*** Opening of Records for the exercise ***

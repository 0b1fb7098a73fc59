//! RPC request payloads (packet type 0x03).
//!
//! ```text
//! ALL_HEADERS
//! proc:      0xFFFF + u16 well-known id | US_VARCHAR name
//! options:   u16
//! param*:    B_VARCHAR name, u8 status, TYPE_INFO, value
//! ```
//!
//! Parameterized SQL goes through `sp_executesql` by id. The statement and
//! the declaration list are its first two (unnamed) parameters, followed by
//! the caller's parameters.
//!
//! A parameter may be streamed: its TYPE_INFO is a `(max)` type and the
//! value bytes are produced later as an unknown-length PLP body. Encoding
//! then yields [`RpcPart`]s with a gap where each stream goes.

use bitflags::bitflags;
use bytes::{BufMut, Bytes, BytesMut};
use tdswire_types::{SqlValue, TypeError};

use crate::codec::{write_b_varchar, write_us_varchar};
use crate::collation::Collation;
use crate::error::{ParamError, ProtocolError};
use crate::sql_batch::{ALL_HEADERS_LEN, write_all_headers};
use crate::value::{SqlType, TypeLength, encode_value};

/// Well-known procedure ids.
#[derive(Debug, Clone, Copy, PartialEq, Eq)]
#[repr(u16)]
pub enum ProcId {
    /// `sp_executesql`.
    ExecuteSql = 0x000A,
}

const PROC_ID_MARKER: u16 = 0xFFFF;

bitflags! {
    /// Per-parameter status byte.
    #[derive(Debug, Clone, Copy, PartialEq, Eq, Default)]
    pub struct ParamStatus: u8 {
        /// Output parameter.
        const BY_REF = 0x01;
        /// Use the procedure's default value.
        const DEFAULT_VALUE = 0x02;
    }
}

/// Where a parameter's value comes from.
#[derive(Debug, Clone, PartialEq)]
pub enum ParamData {
    /// Buffered value.
    Value(SqlValue),
    /// Bytes supplied later as an unknown-length PLP body.
    Stream,
}

/// One RPC parameter.
#[derive(Debug, Clone, PartialEq)]
pub struct RpcParam {
    /// Name including the leading `@`, or empty for positional.
    pub name: String,
    /// Status flags.
    pub status: ParamStatus,
    /// Declared type.
    pub sql_type: SqlType,
    /// Value source.
    pub data: ParamData,
}

impl RpcParam {
    /// Input parameter with an explicit type.
    #[must_use]
    pub fn new(name: impl Into<String>, sql_type: SqlType, value: SqlValue) -> Self {
        Self {
            name: name.into(),
            status: ParamStatus::empty(),
            sql_type,
            data: ParamData::Value(value),
        }
    }

    /// Input parameter whose type is inferred from the value.
    #[must_use]
    pub fn infer(name: impl Into<String>, value: SqlValue) -> Self {
        let sql_type = SqlType::infer(&value);
        Self::new(name, sql_type, value)
    }

    /// Streamed parameter. Only `(max)` and `xml` types can be streamed.
    pub fn streamed(name: impl Into<String>, sql_type: SqlType) -> Result<Self, ParamError> {
        if !sql_type.is_plp() {
            return Err(TypeError::TypeMismatch {
                expected: "a (max) type",
                actual: sql_type.name(),
            }
            .into());
        }
        Ok(Self {
            name: name.into(),
            status: ParamStatus::empty(),
            sql_type,
            data: ParamData::Stream,
        })
    }

    /// Mark as an output parameter.
    #[must_use]
    pub fn output(mut self) -> Self {
        self.status |= ParamStatus::BY_REF;
        self
    }

    /// Whether this is an output parameter.
    #[must_use]
    pub fn is_output(&self) -> bool {
        self.status.contains(ParamStatus::BY_REF)
    }

    /// Validate the value against the declared type, replacing it with
    /// the form the encoder expects. Streams are checked when declared.
    pub fn coerce(&mut self, collation: Collation) -> Result<(), ParamError> {
        if let ParamData::Value(value) = &self.data {
            self.data = ParamData::Value(self.sql_type.coerce(value, collation)?);
        }
        Ok(())
    }

    fn encode_head(&self, dst: &mut BytesMut, collation: Collation) -> Result<(), ProtocolError> {
        write_b_varchar(dst, &self.name)?;
        dst.put_u8(self.status.bits());
        self.sql_type.type_info(collation).encode(dst)
    }
}

/// Procedure to call.
#[derive(Debug, Clone, PartialEq, Eq)]
pub enum RpcTarget {
    /// Well-known id.
    Id(ProcId),
    /// Procedure name, optionally schema-qualified.
    Name(String),
}

/// Piece of an encoded RPC payload.
#[derive(Debug, Clone, PartialEq)]
pub enum RpcPart {
    /// Encoded bytes.
    Bytes(Bytes),
    /// PLP body of the parameter at this index goes here.
    Stream(usize),
}

/// An RPC request.
#[derive(Debug, Clone, PartialEq)]
pub struct RpcRequest {
    target: RpcTarget,
    options: u16,
    params: Vec<RpcParam>,
}

impl RpcRequest {
    /// Call a stored procedure by name.
    #[must_use]
    pub fn procedure(name: impl Into<String>, params: Vec<RpcParam>) -> Self {
        Self {
            target: RpcTarget::Name(name.into()),
            options: 0,
            params,
        }
    }

    /// Run parameterized SQL through `sp_executesql`.
    #[must_use]
    pub fn execute_sql(sql: &str, params: Vec<RpcParam>) -> Self {
        let mut all = Vec::with_capacity(params.len() + 2);
        all.push(RpcParam::infer("", SqlValue::String(sql.to_owned())));
        if !params.is_empty() {
            all.push(RpcParam::infer("", SqlValue::String(declarations(&params))));
        }
        all.extend(params);
        Self {
            target: RpcTarget::Id(ProcId::ExecuteSql),
            options: 0,
            params: all,
        }
    }

    /// Procedure being called.
    #[must_use]
    pub fn target(&self) -> &RpcTarget {
        &self.target
    }

    /// All parameters in wire order.
    #[must_use]
    pub fn params(&self) -> &[RpcParam] {
        &self.params
    }

    /// Mutable access for validation.
    pub fn params_mut(&mut self) -> &mut [RpcParam] {
        &mut self.params
    }

    /// Whether any parameter is streamed.
    #[must_use]
    pub fn has_streams(&self) -> bool {
        self.params.iter().any(|p| p.data == ParamData::Stream)
    }

    /// Encode into parts, leaving a [`RpcPart::Stream`] gap for each
    /// streamed parameter.
    pub fn encode_parts(
        &self,
        transaction_descriptor: u64,
        collation: Collation,
    ) -> Result<Vec<RpcPart>, ProtocolError> {
        let mut parts = Vec::new();
        let mut buf = BytesMut::with_capacity(ALL_HEADERS_LEN + 64);
        write_all_headers(&mut buf, transaction_descriptor);
        match &self.target {
            RpcTarget::Id(id) => {
                buf.put_u16_le(PROC_ID_MARKER);
                buf.put_u16_le(*id as u16);
            }
            RpcTarget::Name(name) => write_us_varchar(&mut buf, name)?,
        }
        buf.put_u16_le(self.options);

        for (index, param) in self.params.iter().enumerate() {
            param.encode_head(&mut buf, collation)?;
            match &param.data {
                ParamData::Value(value) => {
                    encode_value(&mut buf, &param.sql_type.type_info(collation), value)?;
                }
                ParamData::Stream => {
                    parts.push(RpcPart::Bytes(buf.split().freeze()));
                    parts.push(RpcPart::Stream(index));
                }
            }
        }
        if !buf.is_empty() {
            parts.push(RpcPart::Bytes(buf.freeze()));
        }
        Ok(parts)
    }

    /// Encode a request without streamed parameters into one buffer.
    pub fn encode(&self, transaction_descriptor: u64, collation: Collation) -> Result<Bytes, ProtocolError> {
        let parts = self.encode_parts(transaction_descriptor, collation)?;
        let mut out = BytesMut::new();
        for part in parts {
            match part {
                RpcPart::Bytes(b) => out.extend_from_slice(&b),
                RpcPart::Stream(index) => {
                    return Err(ProtocolError::InvalidField {
                        field: "rpc parameter",
                        reason: format!("parameter {index} is streamed"),
                    });
                }
            }
        }
        Ok(out.freeze())
    }
}

/// Build the `sp_executesql` declaration list, e.g.
/// `@p1 int, @p2 nvarchar(4000) output`.
#[must_use]
pub fn declarations(params: &[RpcParam]) -> String {
    params
        .iter()
        .map(|p| {
            let mut decl = format!("{} {}", p.name, p.sql_type.declaration());
            if p.is_output() {
                decl.push_str(" output");
            }
            decl
        })
        .collect::<Vec<_>>()
        .join(", ")
}

/// `nvarchar(max)`, the type used for streamed text parameters.
pub const NVARCHAR_MAX: SqlType = SqlType::NVarChar(TypeLength::Max);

*** Close of Records for the exercise ***

Activity
What is needed is a single number: how many lines of the data contain the word "collation".

Exercise solution
10